I can't wait to see the responses this gets


----------



## irongrl (May 24, 2010)

:lurking:


----------



## Lora (Jan 7, 2011)

Am I crazy or is it just my way of thinking... if these GSD's would make such great studs with Champion bloodlines, great temperment and fantastic breeding qualities would the original breeder not of kept them or sold them off to another qualified kennel. I have no idea what the cost of your wonderful GSD was, but one that has the quality's of a wonderful stud is not one the average joe can afford. Just my 3 cents worth.... Hubby says I am crazy!


----------



## ILGHAUS (Nov 25, 2002)

Kenny, have you contacted the breeder that you got your boy from? They may still be breeding the same line. If they are not if you post the pedigree here someone may be able to give you some guidance in tracking down a relative.
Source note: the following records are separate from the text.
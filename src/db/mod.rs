pub mod models;
pub mod schema;


use std::error::Error;

use diesel::prelude::*;
use diesel::result::QueryResult;
use diesel::sqlite::SqliteConnection;
use diesel_migrations::{embed_migrations, EmbeddedMigrations, MigrationHarness};
use log::info;
use rocket_sync_db_pools::database;

use models::*;
use schema::emergency_reports::dsl::{self as r_dsl};
use schema::safe_locations::dsl::{self as l_dsl};


pub const MIGRATIONS: EmbeddedMigrations = embed_migrations!("migrations");

/// Upper bound on the number of reports returned by a listing.
pub const REPORT_LIST_LIMIT: i64 = 50;

const SAMPLE_LOCATIONS: [NewSafeLocation<'static>; 4] = [
    NewSafeLocation {
        name: "Emergency Shelter Alpha",
        latitude: 37.78825,
        longitude: -122.4324,
        capacity: Some(200),
        contact: Some("+1-555-0101"),
        kind: Some("shelter"),
        description: Some("Community Center - Capacity: 200 people"),
    },
    NewSafeLocation {
        name: "Safe House Beta",
        latitude: 37.78425,
        longitude: -122.4284,
        capacity: Some(150),
        contact: Some("+1-555-0102"),
        kind: Some("safehouse"),
        description: Some("School Gymnasium - Medical facilities available"),
    },
    NewSafeLocation {
        name: "Emergency Bunker Gamma",
        latitude: 37.79225,
        longitude: -122.4364,
        capacity: Some(75),
        contact: Some("+1-555-0103"),
        kind: Some("bunker"),
        description: Some("Underground facility - Storm shelter"),
    },
    NewSafeLocation {
        name: "Rescue Station Delta",
        latitude: 37.78025,
        longitude: -122.4244,
        capacity: Some(50),
        contact: Some("+1-555-0104"),
        kind: Some("rescue"),
        description: Some("Fire Station - Emergency services"),
    },
];


#[database("disaster_db")]
pub struct DbConn(SqliteConnection);


pub type SetupError = Box<dyn Error + Send + Sync>;

/// Creates missing tables and seeds the sample safe locations.
/// Returns the number of locations that were newly inserted.
pub fn setup(conn: &mut SqliteConnection) -> Result<usize, SetupError> {
    let applied = conn.run_pending_migrations(MIGRATIONS)?;
    for version in &applied {
        info!("Applied migration {}", version);
    }

    Ok(seed_safe_locations(conn)?)
}

pub fn seed_safe_locations(conn: &mut SqliteConnection) -> QueryResult<usize> {
    conn.transaction(|conn| {
        let mut inserted = 0;
        for location in SAMPLE_LOCATIONS.iter() {
            inserted += diesel::insert_or_ignore_into(schema::safe_locations::table)
                .values(location)
                .execute(conn)?;
        }
        Ok(inserted)
    })
}

pub fn get_safe_locations(conn: &mut SqliteConnection) -> QueryResult<Vec<SafeLocation>> {
    l_dsl::safe_locations
        .order(l_dsl::id.asc())
        .load::<SafeLocation>(conn)
}

pub fn insert_report(conn: &mut SqliteConnection, report: &NewEmergencyReport) -> QueryResult<usize> {
    diesel::insert_into(schema::emergency_reports::table)
        .values(report)
        .execute(conn)
}

/// Latest reports first. Timestamps share one fixed-width format, so the
/// text ordering is chronological; ties fall back to insertion order.
pub fn get_recent_reports(conn: &mut SqliteConnection) -> QueryResult<Vec<EmergencyReport>> {
    r_dsl::emergency_reports
        .order((r_dsl::timestamp.desc(), r_dsl::id.desc()))
        .limit(REPORT_LIST_LIMIT)
        .load::<EmergencyReport>(conn)
}

pub fn resolve_report(conn: &mut SqliteConnection, id: i32) -> QueryResult<usize> {
    diesel::update(r_dsl::emergency_reports.find(id))
        .set(r_dsl::status.eq(ReportStatus::Resolved))
        .execute(conn)
}

pub fn delete_report(conn: &mut SqliteConnection, id: i32) -> QueryResult<usize> {
    diesel::delete(r_dsl::emergency_reports.find(id))
        .execute(conn)
}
You dog sounds wonderful and I understand you wanting another like him especially as he is getting older. My heart dog just turned 10 and I think if I could have him cloned I would be so tempted. 

Hope you stay around and share your love of the breed with us. I don't know of any that are as smart and loyal as a GSD.


----------



## 1der_girl (Aug 16, 2006)

Thank you Ilghaus!
Others who posted in response- I know we are all frusturated and tired of ignorant people who want to become "breeders", but please try to remember that what they need is education. If my first post here had gotten this kind of response from people, I can't say that I would have come back and learned all of the wonderful things that the combined knowledge of this board has to offer.
If we offend people, they will leave, go to Craig's List or somewhere similar, and breed anyway. If we (nicely) educate people, maybe we will change a few minds about breeding, and save puppies from being bred in the first place.
~Aimee


----------



## JakodaCD OA (May 14, 2000)

:thumbup: TJ & Aimee


----------



## Liesje (Mar 4, 2007)

I would take the dog back to the breeder, have it evaluated, maybe the breeder will breed a female to it, or maybe they are still producing dogs of the same lines or a repeat litter (probably not since the dog is 9, but worth looking into). Breeding the dog will not guarantee the pups will be anything like the dog. But the original breeder would have better knowledge of how to produce and reproduce the qualities you are looking for (which are....??).


----------



## Liesje (Mar 4, 2007)

Lora said:


> I have no idea what the cost of your wonderful GSD was, but one that has the quality's of a wonderful stud is not one the average joe can afford. !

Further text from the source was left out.